The German man giving the exam could well feel that Germany was generous in offering its national driving-licence exam in so many languages. He clearly felt he was being polite in offering the Turkish language to the holder of a Turkish passport. But the young man had every reason to be prickly too. His passport and dark hair might have said Turkish, but his clothes and his language could not have been much more Berlin. He was hardly an elderly lady in a headscarf, and his passport is not his fault. It is well known that getting a German passport is even harder than getting a driving licence.

It’s not easy being multilingual, Johnson noted recently in the context of Ukraine. This goes for states with ancient linguistic minorities, but it also goes for those made multilingual by recent migration. Attractive rich economies will attract migrants from poorer countries—and this is to the benefit of the receiving country, whatever xenophobes and tabloids might say.

But migration does create ticklish issues. Best known is the common problem of what services to offer in what foreign language—the German driving-licence test can be taken in 11 languages besides German. Why not fewer? Why not more? These problems are obvious ones. More subtle are problems like the one I witnessed: how to know when an offer of a service in a foreign language will be treated as an insult rather than a migrant-friendly kindness?

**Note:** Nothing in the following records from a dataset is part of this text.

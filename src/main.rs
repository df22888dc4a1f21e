use std::io::{self, Read};
use std::path::PathBuf;
use std::process;
use std::sync::Arc;

use clap::Parser;
use tracing_subscriber::{fmt, prelude::*, EnvFilter};

use vision::{compile, Script, ScriptOptions, SourceFile, Vocabulary, DEFAULT_HAT};

#[derive(Parser)]
#[command(name = "vision")]
#[command(about = "Compile and run Vision programs")]
struct Args {
    /// Source files making up the program. Reads stdin when none are given.
    files: Vec<PathBuf>,

    /// Hat pattern to start.
    #[arg(long, default_value = DEFAULT_HAT)]
    hat: String,

    /// Log compilation and hat execution.
    #[arg(short, long)]
    verbose: bool,

    /// Do not echo printed lines to stdout.
    #[arg(short, long)]
    quiet: bool,
}

fn init_tracing(verbose: bool) {
    let default = if verbose { "debug" } else { "warn" };
    let filter = EnvFilter::try_from_default_env().unwrap_or_else(|_| EnvFilter::new(default));
    tracing_subscriber::registry()
        .with(fmt::layer().with_writer(io::stderr).with_target(false))
        .with(filter)
        .init();
}

fn read_files(paths: &[PathBuf]) -> io::Result<Vec<SourceFile>> {
    if paths.is_empty() {
        let mut code = String::new();
        io::stdin().read_to_string(&mut code)?;
        return Ok(vec![SourceFile::new("main", code)]);
    }
    paths.iter().map(|p| SourceFile::read(p)).collect()
}

fn main() {
    let args = Args::parse();
    init_tracing(args.verbose);

    let files = match read_files(&args.files) {
        Ok(files) => files,
        Err(e) => {
            eprintln!("Error reading source: {}", e);
            process::exit(1);
        }
    };

    let program = match compile(Arc::new(Vocabulary::standard()), &files) {
        Ok(program) => program,
        Err(log) => {
            eprintln!("{}", log);
            process::exit(1);
        }
    };

    let options = ScriptOptions {
        echo: !args.quiet,
        ..ScriptOptions::default()
    };
    let mut script = Script::with_options(program, options);
    let errors = script.start_hat(&args.hat);
    for e in &errors {
        eprintln!("{}", e);
    }
    if !errors.is_empty() {
        process::exit(1);
    }
}
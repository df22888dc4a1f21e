/// Base library: the start hat, output and hat-level control.
///
/// ```vision
/// when started
///     print [Hello World]
/// end
/// ```
///
/// `return [value]` stops the hat and hands `value` to the caller of a
/// user-defined reporter; `stop` does the same without a value.
use crate::interpreter::DEFAULT_HAT;
use crate::vocabulary::Vocabulary;

pub fn register(vocabulary: &mut Vocabulary) {
    vocabulary.add_hat(DEFAULT_HAT);

    vocabulary.add_command("print []", |p| {
        let line = p.str(0)?;
        p.print(line);
        Ok(())
    });

    vocabulary.add_command("stop", |p| {
        p.hat_return(None);
        Ok(())
    });

    vocabulary.add_command("return []", |p| {
        let value = p.get(0)?;
        p.hat_return(Some(value));
        Ok(())
    });

    #[cfg(not(target_arch = "wasm32"))]
    native::register(vocabulary);
}

/// `read line` blocks on stdin, so it is left out of WASM builds.
#[cfg(not(target_arch = "wasm32"))]
mod native {
    use std::io::{self, BufRead};

    use crate::object::Object;
    use crate::vocabulary::Vocabulary;

    pub fn register(vocabulary: &mut Vocabulary) {
        vocabulary.add_reporter("read line", |p| {
            let mut line = String::new();
            io::stdin()
                .lock()
                .read_line(&mut line)
                .map_err(|e| p.err(format!("Could not read from stdin: {}", e)))?;
            let line = line.trim_end_matches(['\r', '\n']);
            Ok(Object::text(line))
        });
    }
}
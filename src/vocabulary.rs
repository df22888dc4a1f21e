use std::fmt;
use std::sync::Arc;

use crate::error::Result;
use crate::object::Object;
use crate::params::{BlockParams, Params};
use crate::pattern::{matches, normalize_core};

// ---------------------------------------------------------------------------
// Native behaviour traits
// ---------------------------------------------------------------------------

/// Behaviour of a plain command. Closures of the right shape implement it.
pub trait CommandFn: Send + Sync {
    fn run(&self, params: &mut Params<'_>) -> Result<()>;
}

impl<F> CommandFn for F
where
    F: Fn(&mut Params<'_>) -> Result<()> + Send + Sync,
{
    fn run(&self, params: &mut Params<'_>) -> Result<()> {
        self(params)
    }
}

/// Behaviour of a reporter: computes a fresh value on every evaluation.
pub trait ReporterFn: Send + Sync {
    fn report(&self, params: &mut Params<'_>) -> Result<Object>;
}

impl<F> ReporterFn for F
where
    F: Fn(&mut Params<'_>) -> Result<Object> + Send + Sync,
{
    fn report(&self, params: &mut Params<'_>) -> Result<Object> {
        self(params)
    }
}

/// Control-flow behaviour of a c-block.
///
/// Implementations decide how often to call [`BlockParams::run_body`] and
/// whether to hand over to the chained alternative with
/// [`BlockParams::run_chain`].
pub trait CBlockFn: Send + Sync {
    fn run(&self, params: &mut BlockParams<'_>) -> Result<()>;
}

// ---------------------------------------------------------------------------
// Templates
// ---------------------------------------------------------------------------

#[derive(Debug, Clone)]
pub struct HatTemplate {
    pub pattern: String,
}

#[derive(Clone)]
pub struct CommandTemplate {
    pub pattern: String,
    pub behavior: Arc<dyn CommandFn>,
}

#[derive(Clone)]
pub struct CBlockTemplate {
    pub pattern: String,
    /// Patterns that may continue this block without nesting (`else`).
    pub chains: Vec<String>,
    pub behavior: Arc<dyn CBlockFn>,
}

#[derive(Clone)]
pub struct ReporterTemplate {
    pub pattern: String,
    pub behavior: Arc<dyn ReporterFn>,
}

macro_rules! debug_pattern {
    ($ty:ty) => {
        impl fmt::Debug for $ty {
            fn fmt(&self, f: &mut fmt::Formatter<'_>) -> fmt::Result {
                f.debug_struct(stringify!($ty))
                    .field("pattern", &self.pattern)
                    .finish_non_exhaustive()
            }
        }
    };
}

debug_pattern!(CommandTemplate);
debug_pattern!(CBlockTemplate);
debug_pattern!(ReporterTemplate);

// ---------------------------------------------------------------------------
// Registry
// ---------------------------------------------------------------------------

/// Every pattern the compiler can resolve lines and inputs against.
///
/// The compiler and interpreter only read it; vocabulary is added before
/// compilation and earlier registrations win when patterns overlap.
#[derive(Debug, Default, Clone)]
pub struct Vocabulary {
    pub(crate) hats: Vec<HatTemplate>,
    pub(crate) commands: Vec<CommandTemplate>,
    pub(crate) cblocks: Vec<CBlockTemplate>,
    pub(crate) reporters: Vec<ReporterTemplate>,
}

impl Vocabulary {
    pub fn new() -> Self {
        Self::default()
    }

    /// The built-in libraries: core, control, variables, math, strings,
    /// collections and custom objects.
    pub fn standard() -> Self {
        let mut vocabulary = Self::new();
        crate::functions::register_all(&mut vocabulary);
        vocabulary
    }

    pub fn add_hat(&mut self, pattern: &str) {
        self.hats.push(HatTemplate {
            pattern: normalize_core(pattern),
        });
    }

    pub fn add_command<F>(&mut self, pattern: &str, behavior: F)
    where
        F: Fn(&mut Params<'_>) -> Result<()> + Send + Sync + 'static,
    {
        self.commands.push(CommandTemplate {
            pattern: normalize_core(pattern),
            behavior: Arc::new(behavior),
        });
    }

    pub fn add_reporter<F>(&mut self, pattern: &str, behavior: F)
    where
        F: Fn(&mut Params<'_>) -> Result<Object> + Send + Sync + 'static,
    {
        self.reporters.push(ReporterTemplate {
            pattern: normalize_core(pattern),
            behavior: Arc::new(behavior),
        });
    }

    pub fn add_cblock<B: CBlockFn + 'static>(&mut self, pattern: &str, chains: &[&str], behavior: B) {
        self.cblocks.push(CBlockTemplate {
            pattern: normalize_core(pattern),
            chains: chains.iter().map(|c| normalize_core(c)).collect(),
            behavior: Arc::new(behavior),
        });
    }

    pub fn find_hat(&self, core: &str) -> Option<usize> {
        self.hats.iter().position(|t| matches(&t.pattern, core))
    }

    pub fn find_command(&self, core: &str) -> Option<usize> {
        self.commands.iter().position(|t| matches(&t.pattern, core))
    }

    pub fn find_cblock(&self, core: &str) -> Option<usize> {
        self.cblocks.iter().position(|t| matches(&t.pattern, core))
    }

    pub fn find_reporter(&self, core: &str) -> Option<usize> {
        self.reporters.iter().position(|t| matches(&t.pattern, core))
    }

    pub fn hats(&self) -> &[HatTemplate] {
        &self.hats
    }

    pub fn commands(&self) -> &[CommandTemplate] {
        &self.commands
    }

    pub fn cblocks(&self) -> &[CBlockTemplate] {
        &self.cblocks
    }

    pub fn reporters(&self) -> &[ReporterTemplate] {
        &self.reporters
    }
}
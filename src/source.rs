use std::path::Path;
use std::sync::Arc;

/// One named file of Vision source text.
///
/// A project is nothing more than an ordered list of these; archive formats
/// and manifests are the host's concern.
#[derive(Debug, Clone, PartialEq, Eq)]
pub struct SourceFile {
    pub name: Arc<str>,
    pub code: String,
}

impl SourceFile {
    pub fn new(name: impl Into<Arc<str>>, code: impl Into<String>) -> Self {
        Self {
            name: name.into(),
            code: code.into(),
        }
    }

    /// Read a file from disk, naming it after the file stem (`main.vis` -> `main`).
    pub fn read(path: &Path) -> std::io::Result<Self> {
        let code = std::fs::read_to_string(path)?;
        let name = path
            .file_stem()
            .map(|s| s.to_string_lossy().into_owned())
            .unwrap_or_else(|| path.display().to_string());
        Ok(Self::new(name, code))
    }
}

Berlin is changing quickly, and some people do not like that fact. This is an old story—gentrification—and a new one, the rapid internationalisation of the German capital. Johnson’s wife, talking on her mobile while walking down the street recently, was yelled at: “Speak German!” Shouting at foreigners for speaking a foreign language isn’t very good Gastfreundlichkeit.

But it can be off-putting to address someone in their native foreign language when they speak the national language perfectly well. Visitors to Denmark or the Netherlands frequently have their passable but accented Dutch or Danish answered in fluent English by well-meaning natives who forget that this can be taken as a mild slight. The slight can be even greater when it follows from the speaker's appearance or passport. That Germans have to tiptoe around this in their own capital might rankle. But learning to deal with it is a small price for living in one of the most dynamic and internationally attractive cities in the world.